Optimum breeding strategies using genomic selection for hybrid breeding in wheat, maize, rye, barley, rice and triticale

Hybrid wheat breeding is one of the most promising technologies for further sustainable yield increases. However, the cleistogamous nature of wheat displays a major bottleneck for a successful hybrid breeding program. Thus, an optimized breeding strategy by developing appropriate parental lines with favorable floral trait combinations is the best way to enhance the outcrossing ability. This study, therefore, aimed to dissect the genetic basis of various floral traits using genome-wide association study (GWAS) and to assess the potential of genome-wide prediction (GP) for anther extrusion (AE), visual anther extrusion (VAE), pollen mass (PM), pollen shedding (PSH), pollen viability (PV), anther length (AL), openness of the flower (OPF), duration of floret opening (DFO) and stigma length.
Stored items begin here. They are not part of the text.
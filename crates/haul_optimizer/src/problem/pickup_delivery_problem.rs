use std::sync::Arc;

use crate::problem::{
    action::{Action, ActionIdx, ActionSpace},
    city::CityIdx,
    fleet::Fleet,
    task::{Task, TaskIdx},
    task_set::TaskSet,
    topology::{Distance, Topology},
    vehicle::{Vehicle, VehicleIdx},
};

/// One instance to optimize: a fixed task set served by the agent's fleet on
/// a shared topology. Topology and fleet are shared between the instances an
/// agent builds while bidding; only the task set differs.
pub struct PickupDeliveryProblem {
    topology: Arc<dyn Topology>,
    fleet: Arc<Fleet>,
    tasks: TaskSet,
    action_space: ActionSpace,
}

impl PickupDeliveryProblem {
    pub fn new(topology: Arc<dyn Topology>, fleet: Arc<Fleet>, tasks: TaskSet) -> Self {
        let action_space = ActionSpace::new(tasks.len(), fleet.len());

        PickupDeliveryProblem {
            topology,
            fleet,
            tasks,
            action_space,
        }
    }

    pub fn topology(&self) -> &dyn Topology {
        self.topology.as_ref()
    }

    pub fn fleet(&self) -> &Fleet {
        &self.fleet
    }

    pub fn tasks(&self) -> &TaskSet {
        &self.tasks
    }

    pub fn task(&self, task_idx: TaskIdx) -> &Task {
        self.tasks.task(task_idx)
    }

    pub fn vehicle(&self, vehicle_idx: VehicleIdx) -> &Vehicle {
        self.fleet.vehicle(vehicle_idx)
    }

    pub fn vehicles(&self) -> &[Vehicle] {
        self.fleet.vehicles()
    }

    pub fn action_space(&self) -> ActionSpace {
        self.action_space
    }

    /// City where an action takes place. Route heads resolve to the home city
    /// of their vehicle.
    pub fn city_of(&self, action: ActionIdx) -> CityIdx {
        match self.action_space.action(action) {
            Action::Pickup(task) => self.task(task).pickup_city(),
            Action::Delivery(task) => self.task(task).delivery_city(),
            Action::RouteHead(vehicle) => self.vehicle(vehicle).home_city(),
        }
    }

    #[inline]
    pub fn distance(&self, from: CityIdx, to: CityIdx) -> Distance {
        self.topology.distance(from, to)
    }
}
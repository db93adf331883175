use std::sync::Arc;

use rand::RngCore;

use crate::{
    problem::{
        action::{Action, ActionIdx},
        city::{City, CityIdx},
        fleet::Fleet,
        pickup_delivery_problem::PickupDeliveryProblem,
        road_network::RoadNetwork,
        task::{Task, TaskIdx},
        task_set::TaskSet,
        topology::Topology,
        vehicle::{Vehicle, VehicleBuilder, VehicleIdx},
    },
    solver::solution::route_assignment::RouteAssignment,
};

/// Vehicles from `(capacity, cost_per_km, home_city)` triples, named `v0`,
/// `v1`, ...
pub fn create_vehicles(vehicles: &[(u32, f64, usize)]) -> Vec<Vehicle> {
    vehicles
        .iter()
        .enumerate()
        .map(|(index, &(capacity, cost_per_km, home_city))| {
            let mut builder = VehicleBuilder::default();
            builder
                .set_vehicle_id(format!("v{index}"))
                .set_capacity(capacity)
                .set_cost_per_km(cost_per_km)
                .set_home_city(home_city);
            builder.build().unwrap()
        })
        .collect()
}

/// Tasks from `(pickup_city, delivery_city, weight)` triples, the id of each
/// task being its position.
pub fn create_tasks(tasks: &[(usize, usize, u32)]) -> TaskSet {
    tasks
        .iter()
        .enumerate()
        .map(|(index, &(pickup, delivery, weight))| {
            Task::new(
                index as u32,
                CityIdx::new(pickup),
                CityIdx::new(delivery),
                weight,
            )
        })
        .collect()
}

/// Cities `0, 1, ..., n - 1` one unit apart on a straight line.
pub fn create_line_topology(num_cities: usize) -> Arc<dyn Topology> {
    let cities = (0..num_cities)
        .map(|index| City::new(index.to_string(), index as f64, 0.0))
        .collect();

    Arc::new(RoadNetwork::from_euclidean(cities))
}

pub fn create_matrix_topology(distances: Vec<Vec<f64>>) -> Arc<dyn Topology> {
    Arc::new(RoadNetwork::from_distances(distances).unwrap())
}

pub fn create_problem(
    topology: Arc<dyn Topology>,
    vehicles: &[(u32, f64, usize)],
    tasks: &[(usize, usize, u32)],
) -> Arc<PickupDeliveryProblem> {
    let fleet = Fleet::new(create_vehicles(vehicles)).unwrap();

    Arc::new(PickupDeliveryProblem::new(
        topology,
        Arc::new(fleet),
        create_tasks(tasks),
    ))
}

/// Shorthand for the actions of a chain in tests, holding task positions.
#[derive(Debug, Clone, Copy, PartialEq, Eq)]
pub enum TestAction {
    Pickup(usize),
    Delivery(usize),
}

/// Assignment with `chains[v]` as the chain of vehicle `v`.
pub fn create_test_assignment(
    problem: &Arc<PickupDeliveryProblem>,
    chains: Vec<Vec<TestAction>>,
) -> RouteAssignment {
    let space = problem.action_space();
    let chains: Vec<Vec<ActionIdx>> = chains
        .into_iter()
        .map(|chain| {
            chain
                .into_iter()
                .map(|action| match action {
                    TestAction::Pickup(task) => space.pickup(TaskIdx::new(task)),
                    TestAction::Delivery(task) => space.delivery(TaskIdx::new(task)),
                })
                .collect()
        })
        .collect();

    RouteAssignment::from_chains(Arc::clone(problem), &chains)
}

pub fn chain_of(assignment: &RouteAssignment, vehicle: VehicleIdx) -> Vec<TestAction> {
    assignment
        .chain(vehicle)
        .map(|action| match assignment.action(action) {
            Action::Pickup(task) => TestAction::Pickup(task.get()),
            Action::Delivery(task) => TestAction::Delivery(task.get()),
            Action::RouteHead(vehicle) => panic!("route head {vehicle} inside a chain"),
        })
        .collect()
}

pub struct MockRng {
    data: Vec<u64>,
    index: usize,
}

impl MockRng {
    pub fn new(data: Vec<u64>) -> Self {
        MockRng { data, index: 0 }
    }
}

impl RngCore for MockRng {
    fn next_u32(&mut self) -> u32 {
        (self.next_u64() >> 32) as u32
    }

    fn next_u64(&mut self) -> u64 {
        let value = self.data[self.index % self.data.len()];
        self.index = (self.index + 1) % self.data.len();
        value
    }

    fn fill_bytes(&mut self, dst: &mut [u8]) {
        for byte in dst.iter_mut() {
            *byte = 0;
        }
    }
}

#[cfg(test)]
mod tests {
    use rand::Rng;

    use super::*;

    #[test]
    fn test_mock_rng_cycles() {
        let data = vec![1, 2, 3];
        let mut rng = MockRng::new(data.clone());

        for &expected in data.iter().cycle().take(7) {
            assert_eq!(rng.next_u64(), expected);
        }
    }

    #[test]
    fn test_mock_rng_random_f64() {
        let mut rng = MockRng::new(vec![u64::MAX / 4, u64::MAX / 2]);

        let first: f64 = rng.random();
        let second: f64 = rng.random();

        assert!((first - 0.25).abs() < 1e-9);
        assert!((second - 0.5).abs() < 1e-9);
    }

    #[test]
    fn test_line_topology() {
        let topology = create_line_topology(4);

        assert_eq!(topology.distance(CityIdx::new(0), CityIdx::new(3)), 3.0);
        assert_eq!(
            topology.path_between(CityIdx::new(0), CityIdx::new(3)),
            vec![CityIdx::new(3)]
        );
    }
}
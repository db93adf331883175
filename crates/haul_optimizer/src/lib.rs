pub mod bidding;
pub mod json;
pub mod plan;
pub mod problem;
pub mod solver;
mod utils;

#[cfg(test)]
pub(crate) mod test_utils;
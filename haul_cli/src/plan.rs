use std::path::PathBuf;

use clap::Args;
use haul_optimizer::{bidding::auction_bidder::AuctionBidder, json::scenario::JsonAuctionScenario};
use tracing::info;

use crate::{output, search_args::SearchArgs};

#[derive(Args)]
pub struct PlanArgs {
    /// Scenario file, every task of which is committed
    #[arg(short, long, env = "HAUL_SCENARIO")]
    scenario: PathBuf,

    /// Print the plans as JSON
    #[arg(long)]
    json: bool,

    #[command(flatten)]
    search: SearchArgs,
}

pub fn run(args: PlanArgs) -> Result<(), anyhow::Error> {
    info!("Planning {:?}", args.scenario);

    let scenario = JsonAuctionScenario::from_file(&args.scenario)?.build()?;
    let mut agent = AuctionBidder::new(
        scenario.agent_id,
        scenario.topology.clone(),
        scenario.fleet.clone(),
        args.search.to_params(),
    );

    let tasks = scenario.task_set();
    for task in tasks.iter() {
        agent.auction_result(task, scenario.agent_id, &[])?;
    }

    let plans = agent.plan()?;
    info!(
        tasks = tasks.len(),
        cost = agent.current_cost(),
        "Planned every task"
    );

    output::print_plans(&plans, &scenario.topology, args.json)
}
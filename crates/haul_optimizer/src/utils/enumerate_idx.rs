/// `enumerate()` that yields a typed index instead of a bare `usize`.
pub struct IndexedIter<I, Idx> {
    inner: std::iter::Enumerate<I>,
    _marker: std::marker::PhantomData<Idx>,
}

pub trait EnumerateIdx<Idx>: Iterator + Sized {
    fn enumerate_idx(self) -> IndexedIter<Self, Idx> {
        IndexedIter {
            inner: self.enumerate(),
            _marker: std::marker::PhantomData,
        }
    }
}

impl<I: Iterator, Idx> EnumerateIdx<Idx> for I {}

impl<I: Iterator, Idx: From<usize>> Iterator for IndexedIter<I, Idx> {
    type Item = (Idx, I::Item);

    fn next(&mut self) -> Option<Self::Item> {
        self.inner.next().map(|(i, item)| (Idx::from(i), item))
    }

    fn size_hint(&self) -> (usize, Option<usize>) {
        self.inner.size_hint()
    }
}

impl<I: ExactSizeIterator, Idx: From<usize>> ExactSizeIterator for IndexedIter<I, Idx> {}
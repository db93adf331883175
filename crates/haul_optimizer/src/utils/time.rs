/// Runs `$block` and logs how long it took at debug level.
#[macro_export]
macro_rules! timer_debug {
    ($msg:literal, $block:expr) => {{
        let started_at = jiff::Timestamp::now();
        let result = $block;
        let elapsed = jiff::Timestamp::now().duration_since(started_at);

        tracing::debug!(?elapsed, "{} done", $msg);

        result
    }};
}
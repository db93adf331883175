use geo::{Distance, Euclidean};
use serde::Serialize;

use crate::define_index_newtype;

define_index_newtype!(CityIdx);

/// A named node of the road network with planar coordinates.
#[derive(Serialize, Debug, Clone)]
pub struct City {
    name: String,
    point: geo::Point,
}

impl City {
    pub fn new(name: impl Into<String>, x: f64, y: f64) -> Self {
        City {
            name: name.into(),
            point: geo::Point::new(x, y),
        }
    }

    pub fn name(&self) -> &str {
        &self.name
    }

    pub fn x(&self) -> f64 {
        self.point.x()
    }

    pub fn y(&self) -> f64 {
        self.point.y()
    }

    pub fn euclidean_distance(&self, to: &City) -> f64 {
        Euclidean.distance(self.point, to.point)
    }
}

impl From<&City> for geo::Point<f64> {
    fn from(city: &City) -> Self {
        city.point
    }
}

#[cfg(test)]
mod tests {
    use super::*;

    #[test]
    fn test_euclidean_distance() {
        let lausanne = City::new("Lausanne", 0.0, 0.0);
        let geneva = City::new("Geneva", 3.0, 4.0);

        assert_eq!(lausanne.euclidean_distance(&geneva), 5.0);
        assert_eq!(geneva.euclidean_distance(&lausanne), 5.0);
    }
}
pub mod initial_assignment;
To this end, we employed 196 ICARDA spring bread wheat lines evaluated for three years and genotyped with 10,477 polymorphic SNP. In total, 70 significant markers were identified associated to the various assessed traits at FDR ≤ 0.05 contributing a minor to large proportion of the phenotypic variance (8–26.9%), affecting the traits either positively or negatively. GWAS revealed multi-marker-based associations among AE, VAE, PM, OPF and DFO, most likely linked markers, suggesting a potential genomic region controlling the genetic association of these complex traits. Of these markers, Kukri_rep_c103359_233 and wsnp_Ex_rep_c107911_91350930 deserve particular attention. The consistently significant markers with large effect could be useful for marker-assisted selection. Genomic selection revealed medium to high prediction accuracy ranging between 52% and 92% for the assessed traits with the least and maximum value observed for stigma length and visual anther extrusion, respectively. This indicates the feasibility to implement genomic selection to predict the performance of hybrid floral traits with high reliability.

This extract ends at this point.